Extracted material Start Marker
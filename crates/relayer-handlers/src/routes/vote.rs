// Copyright 2022 Webb Technologies Inc.
//
// Licensed under the Apache License, Version 2.0 (the "License");
// you may not use this file except in compliance with the License.
// You may obtain a copy of the License at
//
// http://www.apache.org/licenses/LICENSE-2.0
//
// Unless required by applicable law or agreed to in writing, software
// distributed under the License is distributed on an "AS IS" BASIS,
// WITHOUT WARRANTIES OR CONDITIONS OF ANY KIND, either express or implied.
// See the License for the specific language governing permissions and
// limitations under the License.

use std::sync::Arc;

use axum::extract::rejection::JsonRejection;
use axum::extract::State;
use axum::Json;
use ethers::types::{H256, U256};
use serde::Serialize;

use ombu_relayer_context::RelayerContext;
use ombu_relayer_types::serde_decimal;
use ombu_relayer_utils::HandlerError;
use ombu_tx_relay::{VoteOutcome, VoteRequest};

use super::rejected;

/// Vote response
#[derive(Debug, Serialize)]
#[serde(rename_all = "camelCase")]
pub struct VoteResponse {
    success: bool,
    transaction_hash: H256,
    block_number: Option<u64>,
    #[serde(with = "serde_decimal::option")]
    gas_used: Option<U256>,
}

impl From<VoteOutcome> for VoteResponse {
    fn from(outcome: VoteOutcome) -> Self {
        Self {
            success: true,
            transaction_hash: outcome.transaction_hash,
            block_number: outcome.block_number,
            gas_used: outcome.gas_used,
        }
    }
}

/// Handles `POST /api/vote`.
///
/// The voter must already be a member of the group on chain.
pub async fn handle_vote(
    State(ctx): State<Arc<RelayerContext>>,
    payload: Result<Json<VoteRequest>, JsonRejection>,
) -> Result<Json<VoteResponse>, HandlerError> {
    let Json(request) = payload.map_err(rejected)?;
    let outcome = ctx.coordinator().vote(request).await.map_err(|e| {
        tracing::warn!(%e, "Vote failed");
        HandlerError::from(e)
    })?;
    Ok(Json(outcome.into()))
}
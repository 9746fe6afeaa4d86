// Copyright 2022 Webb Technologies Inc.
//
// Licensed under the Apache License, Version 2.0 (the "License");
// you may not use this file except in compliance with the License.
// You may obtain a copy of the License at
//
// http://www.apache.org/licenses/LICENSE-2.0
//
// Unless required by applicable law or agreed to in writing, software
// distributed under the License is distributed on an "AS IS" BASIS,
// WITHOUT WARRANTIES OR CONDITIONS OF ANY KIND, either express or implied.
// See the License for the specific language governing permissions and
// limitations under the License.

//! The membership data model shared by the store, the assembler and the
//! mutation coordinator.

use ethers::types::{H256, U256};
use serde::{Deserialize, Serialize};

use ombu_relayer_utils::MembershipSource;

use crate::serde_decimal;

/// One accepted join, persisted once the join transaction is confirmed.
///
/// Records are never mutated or deleted. The order of the records of a
/// group is the order of `accepted_at`, which is also the insertion order of
/// the on-chain tree.
#[derive(Debug, Clone, PartialEq, Eq, Serialize, Deserialize)]
#[serde(rename_all = "camelCase")]
pub struct MembershipRecord {
    /// The on-chain group identifier.
    #[serde(with = "serde_decimal")]
    pub group_id: U256,
    /// The identity commitment, unique within a group.
    #[serde(with = "serde_decimal")]
    pub commitment: U256,
    /// The transaction that inserted the commitment.
    pub transaction_hash: H256,
    /// Block of the confirming transaction, when known.
    #[serde(default, skip_serializing_if = "Option::is_none")]
    pub block_number: Option<u64>,
    /// The leaf position emitted by `MemberAdded`.
    #[serde(default, skip_serializing_if = "Option::is_none")]
    pub chain_index: Option<u64>,
    /// The tree root right after this insertion, as emitted by `MemberAdded`.
    #[serde(
        default,
        with = "serde_decimal::option",
        skip_serializing_if = "Option::is_none"
    )]
    pub merkle_tree_root: Option<U256>,
    /// Acceptance time in unix milliseconds.
    pub accepted_at: u64,
}

impl MembershipRecord {
    /// Builds the record of a decoded `MemberAdded` event.
    pub fn from_chain(
        group_id: U256,
        member: &ChainMemberRecord,
        accepted_at: u64,
    ) -> Self {
        Self {
            group_id,
            commitment: member.commitment,
            transaction_hash: member.transaction_hash,
            block_number: Some(member.block_number),
            chain_index: Some(member.chain_index),
            merkle_tree_root: member.merkle_tree_root,
            accepted_at,
        }
    }
}

/// A `MemberAdded` event as decoded from the chain log.
#[derive(Debug, Clone, PartialEq, Eq)]
pub struct ChainMemberRecord {
    /// The group the event belongs to.
    pub group_id: U256,
    /// Leaf position in the group tree.
    pub chain_index: u64,
    /// The inserted identity commitment.
    pub commitment: U256,
    /// The root after the insertion.
    pub merkle_tree_root: Option<U256>,
    /// Block that contains the event.
    pub block_number: u64,
    /// Position of the transaction in its block.
    pub transaction_index: u64,
    /// Position of the log in its block.
    pub log_index: u64,
    /// The transaction that emitted the event.
    pub transaction_hash: H256,
}

impl ChainMemberRecord {
    /// The ordering key of the chain log: leaf index, then log position.
    pub fn sort_key(&self) -> (u64, u64, u64) {
        (self.chain_index, self.block_number, self.log_index)
    }
}

/// The authoritative tree metadata read from the Semaphore contract.
#[derive(Debug, Clone, Copy, PartialEq, Eq, Default)]
pub struct AccumulatorState {
    /// `getMerkleTreeRoot`
    pub root: U256,
    /// `getMerkleTreeDepth`
    pub depth: u64,
    /// `getMerkleTreeSize`
    pub size: u64,
}

/// A validated, ordered membership list of a group.
///
/// Only ever produced after the members were checked to reproduce
/// [`GroupSnapshot::root`].
#[derive(Debug, Clone, PartialEq, Eq, Serialize)]
#[serde(rename_all = "camelCase")]
pub struct GroupSnapshot {
    /// The group.
    #[serde(with = "serde_decimal::compact")]
    pub group_id: U256,
    /// The tree root, as read from chain.
    #[serde(with = "serde_decimal")]
    pub root: U256,
    /// The tree depth, as read from chain.
    #[serde(serialize_with = "display")]
    pub depth: u64,
    /// The tree size, as read from chain.
    #[serde(serialize_with = "display")]
    pub size: u64,
    /// Members, oldest first.
    #[serde(rename = "members", with = "serde_decimal::vec")]
    pub ordered_commitments: Vec<U256>,
    /// Where the members were read from.
    pub source: MembershipSource,
}

fn display<S>(value: &u64, serializer: S) -> Result<S::Ok, S::Error>
where
    S: serde::Serializer,
{
    serializer.collect_str(value)
}

#[cfg(test)]
mod tests {
    use super::*;

    #[test]
    fn record_uses_decimal_strings() {
        let record = MembershipRecord {
            group_id: U256::from(7),
            commitment: U256::MAX,
            transaction_hash: H256::repeat_byte(0x11),
            block_number: Some(10),
            chain_index: Some(3),
            merkle_tree_root: None,
            accepted_at: 1_700_000_000_000,
        };
        let json = serde_json::to_value(&record).unwrap();
        assert_eq!(json["groupId"], "7");
        assert_eq!(json["commitment"], U256::MAX.to_string());
        assert_eq!(json["chainIndex"], 3);
        assert!(json.get("merkleTreeRoot").is_none());

        let back: MembershipRecord = serde_json::from_value(json).unwrap();
        assert_eq!(back, record);
    }

    #[test]
    fn snapshot_projection_matches_the_members_endpoint() {
        let snapshot = GroupSnapshot {
            group_id: U256::from(4),
            root: U256::from(99),
            depth: 2,
            size: 3,
            ordered_commitments: vec![1.into(), 2.into(), 3.into()],
            source: MembershipSource::Database,
        };
        let json = serde_json::to_value(&snapshot).unwrap();
        assert_eq!(json["groupId"], "4");
        assert_eq!(json["root"], "99");
        assert_eq!(json["depth"], "2");
        assert_eq!(json["size"], "3");
        assert_eq!(json["members"], serde_json::json!(["1", "2", "3"]));
        assert_eq!(json["source"], "database");
    }
}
Extracted material End Marker
| Problem to solve |
Once more, write out all the data above exactly as given.

| Written response |
filename crates/relayer-handlers/src/routes/vote.rs
// Copyright 2022 Webb Technologies Inc.
//
// Licensed under the Apache License, Version 2.0 (the "License");
// you may not use this file except in compliance with the License.
// You may obtain a copy of the License at
//
// http://www.apache.org/licenses/LICENSE-2.0
//
// Unless required by applicable law or agreed to in writing, software
// distributed under the License is distributed on an "AS IS" BASIS,
// WITHOUT WARRANTIES OR CONDITIONS OF ANY KIND, either express or implied.
// See the License for the specific language governing permissions and
// limitations under the License.

use std::sync::Arc;

use axum::extract::rejection::JsonRejection;
use axum::extract::State;
use axum::Json;
use ethers::types::{H256, U256};
use serde::Serialize;

use ombu_relayer_context::RelayerContext;
use ombu_relayer_types::serde_decimal;
use ombu_relayer_utils::HandlerError;
use ombu_tx_relay::{VoteOutcome, VoteRequest};

use super::rejected;

/// Vote response
#[derive(Debug, Serialize)]
#[serde(rename_all = "camelCase")]
pub struct VoteResponse {
    success: bool,
    transaction_hash: H256,
    block_number: Option<u64>,
    #[serde(with = "serde_decimal::option")]
    gas_used: Option<U256>,
}

impl From<VoteOutcome> for VoteResponse {
    fn from(outcome: VoteOutcome) -> Self {
        Self {
            success: true,
            transaction_hash: outcome.transaction_hash,
            block_number: outcome.block_number,
            gas_used: outcome.gas_used,
        }
    }
}

/// Handles `POST /api/vote`.
///
/// The voter must already be a member of the group on chain.
pub async fn handle_vote(
    State(ctx): State<Arc<RelayerContext>>,
    payload: Result<Json<VoteRequest>, JsonRejection>,
) -> Result<Json<VoteResponse>, HandlerError> {
    let Json(request) = payload.map_err(rejected)?;
    let outcome = ctx.coordinator().vote(request).await.map_err(|e| {
        tracing::warn!(%e, "Vote failed");
        HandlerError::from(e)
    })?;
    Ok(Json(outcome.into()))
}
repository 9746fe6afeaa4d86
// Copyright 2022 Webb Technologies Inc.
//
// Licensed under the Apache License, Version 2.0 (the "License");
// you may not use this file except in compliance with the License.
// You may obtain a copy of the License at
//
// http://www.apache.org/licenses/LICENSE-2.0
//
// Unless required by applicable law or agreed to in writing, software
// distributed under the License is distributed on an "AS IS" BASIS,
// WITHOUT WARRANTIES OR CONDITIONS OF ANY KIND, either express or implied.
// See the License for the specific language governing permissions and
// limitations under the License.

//! The membership data model shared by the store, the assembler and the
//! mutation coordinator.

use ethers::types::{H256, U256};
use serde::{Deserialize, Serialize};

use ombu_relayer_utils::MembershipSource;

use crate::serde_decimal;

/// One accepted join, persisted once the join transaction is confirmed.
///
/// Records are never mutated or deleted. The order of the records of a
/// group is the order of `accepted_at`, which is also the insertion order of
/// the on-chain tree.
#[derive(Debug, Clone, PartialEq, Eq, Serialize, Deserialize)]
#[serde(rename_all = "camelCase")]
pub struct MembershipRecord {
    /// The on-chain group identifier.
    #[serde(with = "serde_decimal")]
    pub group_id: U256,
    /// The identity commitment, unique within a group.
    #[serde(with = "serde_decimal")]
    pub commitment: U256,
    /// The transaction that inserted the commitment.
    pub transaction_hash: H256,
    /// Block of the confirming transaction, when known.
    #[serde(default, skip_serializing_if = "Option::is_none")]
    pub block_number: Option<u64>,
    /// The leaf position emitted by `MemberAdded`.
    #[serde(default, skip_serializing_if = "Option::is_none")]
    pub chain_index: Option<u64>,
    /// The tree root right after this insertion, as emitted by `MemberAdded`.
    #[serde(
        default,
        with = "serde_decimal::option",
        skip_serializing_if = "Option::is_none"
    )]
    pub merkle_tree_root: Option<U256>,
    /// Acceptance time in unix milliseconds.
    pub accepted_at: u64,
}

impl MembershipRecord {
    /// Builds the record of a decoded `MemberAdded` event.
    pub fn from_chain(
        group_id: U256,
        member: &ChainMemberRecord,
        accepted_at: u64,
    ) -> Self {
        Self {
            group_id,
            commitment: member.commitment,
            transaction_hash: member.transaction_hash,
            block_number: Some(member.block_number),
            chain_index: Some(member.chain_index),
            merkle_tree_root: member.merkle_tree_root,
            accepted_at,
        }
    }
}

/// A `MemberAdded` event as decoded from the chain log.
#[derive(Debug, Clone, PartialEq, Eq)]
pub struct ChainMemberRecord {
    /// The group the event belongs to.
    pub group_id: U256,
    /// Leaf position in the group tree.
    pub chain_index: u64,
    /// The inserted identity commitment.
    pub commitment: U256,
    /// The root after the insertion.
    pub merkle_tree_root: Option<U256>,
    /// Block that contains the event.
    pub block_number: u64,
    /// Position of the transaction in its block.
    pub transaction_index: u64,
    /// Position of the log in its block.
    pub log_index: u64,
    /// The transaction that emitted the event.
    pub transaction_hash: H256,
}

impl ChainMemberRecord {
    /// The ordering key of the chain log: leaf index, then log position.
    pub fn sort_key(&self) -> (u64, u64, u64) {
        (self.chain_index, self.block_number, self.log_index)
    }
}

/// The authoritative tree metadata read from the Semaphore contract.
#[derive(Debug, Clone, Copy, PartialEq, Eq, Default)]
pub struct AccumulatorState {
    /// `getMerkleTreeRoot`
    pub root: U256,
    /// `getMerkleTreeDepth`
    pub depth: u64,
    /// `getMerkleTreeSize`
    pub size: u64,
}

/// A validated, ordered membership list of a group.
///
/// Only ever produced after the members were checked to reproduce
/// [`GroupSnapshot::root`].
#[derive(Debug, Clone, PartialEq, Eq, Serialize)]
#[serde(rename_all = "camelCase")]
pub struct GroupSnapshot {
    /// The group.
    #[serde(with = "serde_decimal::compact")]
    pub group_id: U256,
    /// The tree root, as read from chain.
    #[serde(with = "serde_decimal")]
    pub root: U256,
    /// The tree depth, as read from chain.
    #[serde(serialize_with = "display")]
    pub depth: u64,
    /// The tree size, as read from chain.
    #[serde(serialize_with = "display")]
    pub size: u64,
    /// Members, oldest first.
    #[serde(rename = "members", with = "serde_decimal::vec")]
    pub ordered_commitments: Vec<U256>,
    /// Where the members were read from.
    pub source: MembershipSource,
}

fn display<S>(value: &u64, serializer: S) -> Result<S::Ok, S::Error>
where
    S: serde::Serializer,
{
    serializer.collect_str(value)
}

#[cfg(test)]
mod tests {
    use super::*;

    #[test]
    fn record_uses_decimal_strings() {
        let record = MembershipRecord {
            group_id: U256::from(7),
            commitment: U256::MAX,
            transaction_hash: H256::repeat_byte(0x11),
            block_number: Some(10),
            chain_index: Some(3),
            merkle_tree_root: None,
            accepted_at: 1_700_000_000_000,
        };
        let json = serde_json::to_value(&record).unwrap();
        assert_eq!(json["groupId"], "7");
        assert_eq!(json["commitment"], U256::MAX.to_string());
        assert_eq!(json["chainIndex"], 3);
        assert!(json.get("merkleTreeRoot").is_none());

        let back: MembershipRecord = serde_json::from_value(json).unwrap();
        assert_eq!(back, record);
    }

    #[test]
    fn snapshot_projection_matches_the_members_endpoint() {
        let snapshot = GroupSnapshot {
            group_id: U256::from(4),
            root: U256::from(99),
            depth: 2,
            size: 3,
            ordered_commitments: vec![1.into(), 2.into(), 3.into()],
            source: MembershipSource::Database,
        };
        let json = serde_json::to_value(&snapshot).unwrap();
        assert_eq!(json["groupId"], "4");
        assert_eq!(json["root"], "99");
        assert_eq!(json["depth"], "2");
        assert_eq!(json["size"], "3");
        assert_eq!(json["members"], serde_json::json!(["1", "2", "3"]));
        assert_eq!(json["source"], "database");
    }
}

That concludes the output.